__PROBLEM DETAILS__
The number of lines in the entries below holding the word "unknown" is all that is needed here.

__PROVIDED ENTRIES__
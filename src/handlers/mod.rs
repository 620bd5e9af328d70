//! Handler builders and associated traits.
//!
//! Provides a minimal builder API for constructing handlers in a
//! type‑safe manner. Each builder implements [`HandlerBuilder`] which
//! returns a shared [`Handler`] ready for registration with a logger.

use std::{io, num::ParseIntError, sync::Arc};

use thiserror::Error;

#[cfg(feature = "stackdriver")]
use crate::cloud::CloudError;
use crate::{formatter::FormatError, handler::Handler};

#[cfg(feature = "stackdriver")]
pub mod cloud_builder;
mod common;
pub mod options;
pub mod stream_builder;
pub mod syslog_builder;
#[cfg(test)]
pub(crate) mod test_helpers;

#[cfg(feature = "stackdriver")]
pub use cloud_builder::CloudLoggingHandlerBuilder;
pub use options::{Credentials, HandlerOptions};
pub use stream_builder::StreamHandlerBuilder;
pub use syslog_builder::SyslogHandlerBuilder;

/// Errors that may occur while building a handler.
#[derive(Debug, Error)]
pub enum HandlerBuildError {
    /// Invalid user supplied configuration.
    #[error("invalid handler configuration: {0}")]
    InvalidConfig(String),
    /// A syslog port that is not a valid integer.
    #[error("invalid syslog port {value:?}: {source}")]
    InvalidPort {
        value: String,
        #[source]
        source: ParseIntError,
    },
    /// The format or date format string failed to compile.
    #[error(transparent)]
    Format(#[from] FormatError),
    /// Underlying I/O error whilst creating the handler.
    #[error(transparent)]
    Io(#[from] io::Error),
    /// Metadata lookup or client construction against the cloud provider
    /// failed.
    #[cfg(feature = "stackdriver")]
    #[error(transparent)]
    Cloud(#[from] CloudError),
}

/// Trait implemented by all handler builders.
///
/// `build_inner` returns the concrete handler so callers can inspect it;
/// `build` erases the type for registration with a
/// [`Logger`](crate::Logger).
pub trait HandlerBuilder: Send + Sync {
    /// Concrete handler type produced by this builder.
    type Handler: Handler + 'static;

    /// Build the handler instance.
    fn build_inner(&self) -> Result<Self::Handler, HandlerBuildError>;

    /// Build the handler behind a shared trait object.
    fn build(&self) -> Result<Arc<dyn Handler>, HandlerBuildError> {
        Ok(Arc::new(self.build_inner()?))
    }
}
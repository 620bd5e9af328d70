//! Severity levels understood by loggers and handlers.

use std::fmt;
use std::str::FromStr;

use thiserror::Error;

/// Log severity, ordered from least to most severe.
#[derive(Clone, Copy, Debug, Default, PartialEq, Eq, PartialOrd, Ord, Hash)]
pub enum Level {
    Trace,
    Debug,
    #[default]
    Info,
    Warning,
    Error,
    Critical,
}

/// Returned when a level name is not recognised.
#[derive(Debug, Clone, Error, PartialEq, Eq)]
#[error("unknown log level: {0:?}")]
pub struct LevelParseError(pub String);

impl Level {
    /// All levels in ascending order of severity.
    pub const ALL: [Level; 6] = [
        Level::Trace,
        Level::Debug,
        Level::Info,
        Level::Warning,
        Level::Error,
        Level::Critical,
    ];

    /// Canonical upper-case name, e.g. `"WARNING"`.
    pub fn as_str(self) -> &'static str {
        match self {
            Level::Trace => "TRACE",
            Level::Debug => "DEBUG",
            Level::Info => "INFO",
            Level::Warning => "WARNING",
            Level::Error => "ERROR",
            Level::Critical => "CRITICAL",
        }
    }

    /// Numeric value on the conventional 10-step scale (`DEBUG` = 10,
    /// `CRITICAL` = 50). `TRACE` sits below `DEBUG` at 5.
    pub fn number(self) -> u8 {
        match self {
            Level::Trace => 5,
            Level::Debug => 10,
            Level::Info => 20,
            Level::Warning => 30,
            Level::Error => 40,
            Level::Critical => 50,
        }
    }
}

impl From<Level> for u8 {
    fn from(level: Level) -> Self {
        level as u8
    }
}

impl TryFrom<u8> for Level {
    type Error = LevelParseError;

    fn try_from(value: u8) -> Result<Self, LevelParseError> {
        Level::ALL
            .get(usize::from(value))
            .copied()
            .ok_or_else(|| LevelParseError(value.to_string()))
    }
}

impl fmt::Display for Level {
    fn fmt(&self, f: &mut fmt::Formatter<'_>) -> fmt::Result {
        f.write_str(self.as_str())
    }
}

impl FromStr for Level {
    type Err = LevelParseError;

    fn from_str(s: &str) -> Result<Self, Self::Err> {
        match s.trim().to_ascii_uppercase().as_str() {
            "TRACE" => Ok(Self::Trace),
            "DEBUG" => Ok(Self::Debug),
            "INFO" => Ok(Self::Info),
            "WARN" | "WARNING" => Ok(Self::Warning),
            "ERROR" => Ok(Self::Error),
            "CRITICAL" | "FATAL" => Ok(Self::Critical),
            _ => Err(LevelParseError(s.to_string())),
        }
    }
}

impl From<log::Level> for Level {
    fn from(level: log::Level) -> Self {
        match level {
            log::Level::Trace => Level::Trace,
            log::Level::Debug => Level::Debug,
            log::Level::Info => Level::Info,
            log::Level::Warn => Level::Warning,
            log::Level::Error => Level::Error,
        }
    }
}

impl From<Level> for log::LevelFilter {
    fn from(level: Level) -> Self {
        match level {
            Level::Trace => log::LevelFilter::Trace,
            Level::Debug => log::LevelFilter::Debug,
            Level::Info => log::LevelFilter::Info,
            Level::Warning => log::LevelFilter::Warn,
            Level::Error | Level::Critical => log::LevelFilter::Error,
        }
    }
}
--
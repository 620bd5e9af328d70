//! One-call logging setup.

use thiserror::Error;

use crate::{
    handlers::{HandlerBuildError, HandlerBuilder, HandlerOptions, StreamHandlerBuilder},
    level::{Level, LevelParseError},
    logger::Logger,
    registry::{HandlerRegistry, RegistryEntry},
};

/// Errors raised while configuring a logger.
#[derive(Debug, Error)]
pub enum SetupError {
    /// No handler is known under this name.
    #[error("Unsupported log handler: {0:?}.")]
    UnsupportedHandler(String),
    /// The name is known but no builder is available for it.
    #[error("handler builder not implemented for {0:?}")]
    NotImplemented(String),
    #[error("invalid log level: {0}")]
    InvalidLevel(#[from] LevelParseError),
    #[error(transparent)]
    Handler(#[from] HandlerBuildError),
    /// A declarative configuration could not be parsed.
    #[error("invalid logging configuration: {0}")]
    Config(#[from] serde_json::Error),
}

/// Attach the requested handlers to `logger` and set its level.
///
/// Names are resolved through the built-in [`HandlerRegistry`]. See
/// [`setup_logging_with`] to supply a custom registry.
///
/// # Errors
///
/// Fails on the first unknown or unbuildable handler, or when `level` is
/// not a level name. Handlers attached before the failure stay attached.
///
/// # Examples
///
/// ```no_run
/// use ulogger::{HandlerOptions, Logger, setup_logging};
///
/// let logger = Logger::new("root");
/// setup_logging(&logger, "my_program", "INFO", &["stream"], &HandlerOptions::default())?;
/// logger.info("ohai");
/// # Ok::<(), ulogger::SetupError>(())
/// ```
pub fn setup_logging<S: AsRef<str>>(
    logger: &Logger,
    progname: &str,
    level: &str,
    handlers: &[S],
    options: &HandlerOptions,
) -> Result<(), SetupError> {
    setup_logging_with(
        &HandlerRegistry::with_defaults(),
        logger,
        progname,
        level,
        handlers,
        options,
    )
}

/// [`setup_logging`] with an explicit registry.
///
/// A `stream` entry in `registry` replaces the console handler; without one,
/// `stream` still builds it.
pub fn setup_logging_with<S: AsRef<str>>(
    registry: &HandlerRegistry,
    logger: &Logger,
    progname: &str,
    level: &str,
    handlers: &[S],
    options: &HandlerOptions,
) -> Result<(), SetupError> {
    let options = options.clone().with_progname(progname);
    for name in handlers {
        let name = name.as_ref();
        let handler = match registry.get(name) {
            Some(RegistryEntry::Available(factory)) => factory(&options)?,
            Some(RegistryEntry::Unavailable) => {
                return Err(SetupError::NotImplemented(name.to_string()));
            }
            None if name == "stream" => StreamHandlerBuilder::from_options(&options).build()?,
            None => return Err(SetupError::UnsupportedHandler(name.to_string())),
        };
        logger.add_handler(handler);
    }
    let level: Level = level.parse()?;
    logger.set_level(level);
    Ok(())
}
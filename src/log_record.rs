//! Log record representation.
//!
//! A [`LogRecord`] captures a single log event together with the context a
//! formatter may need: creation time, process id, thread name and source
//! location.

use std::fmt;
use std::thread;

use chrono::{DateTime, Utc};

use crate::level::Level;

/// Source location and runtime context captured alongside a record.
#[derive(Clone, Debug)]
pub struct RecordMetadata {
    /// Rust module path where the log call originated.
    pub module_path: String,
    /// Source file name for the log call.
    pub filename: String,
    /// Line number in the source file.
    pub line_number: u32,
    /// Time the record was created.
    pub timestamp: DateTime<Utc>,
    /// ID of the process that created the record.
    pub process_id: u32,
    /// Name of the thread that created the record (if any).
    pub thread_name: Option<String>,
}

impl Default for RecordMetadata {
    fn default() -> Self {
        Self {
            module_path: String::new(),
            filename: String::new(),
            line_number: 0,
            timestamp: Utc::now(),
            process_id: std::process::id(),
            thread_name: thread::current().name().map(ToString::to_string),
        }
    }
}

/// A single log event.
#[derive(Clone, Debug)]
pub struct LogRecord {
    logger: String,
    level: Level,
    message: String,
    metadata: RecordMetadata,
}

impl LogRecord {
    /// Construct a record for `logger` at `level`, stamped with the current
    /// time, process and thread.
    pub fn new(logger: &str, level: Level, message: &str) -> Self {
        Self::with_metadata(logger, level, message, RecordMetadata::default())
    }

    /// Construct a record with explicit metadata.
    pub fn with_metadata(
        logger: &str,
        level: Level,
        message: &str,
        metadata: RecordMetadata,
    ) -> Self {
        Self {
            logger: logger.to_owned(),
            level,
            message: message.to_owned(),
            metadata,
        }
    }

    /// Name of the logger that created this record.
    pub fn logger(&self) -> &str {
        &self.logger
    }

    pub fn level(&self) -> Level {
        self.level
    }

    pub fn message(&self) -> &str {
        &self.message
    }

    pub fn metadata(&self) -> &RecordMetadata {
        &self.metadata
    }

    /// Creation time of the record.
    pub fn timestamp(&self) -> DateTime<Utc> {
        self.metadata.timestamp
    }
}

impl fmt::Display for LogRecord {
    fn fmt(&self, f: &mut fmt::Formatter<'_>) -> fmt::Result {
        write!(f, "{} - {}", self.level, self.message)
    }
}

__THE ANSWER__
2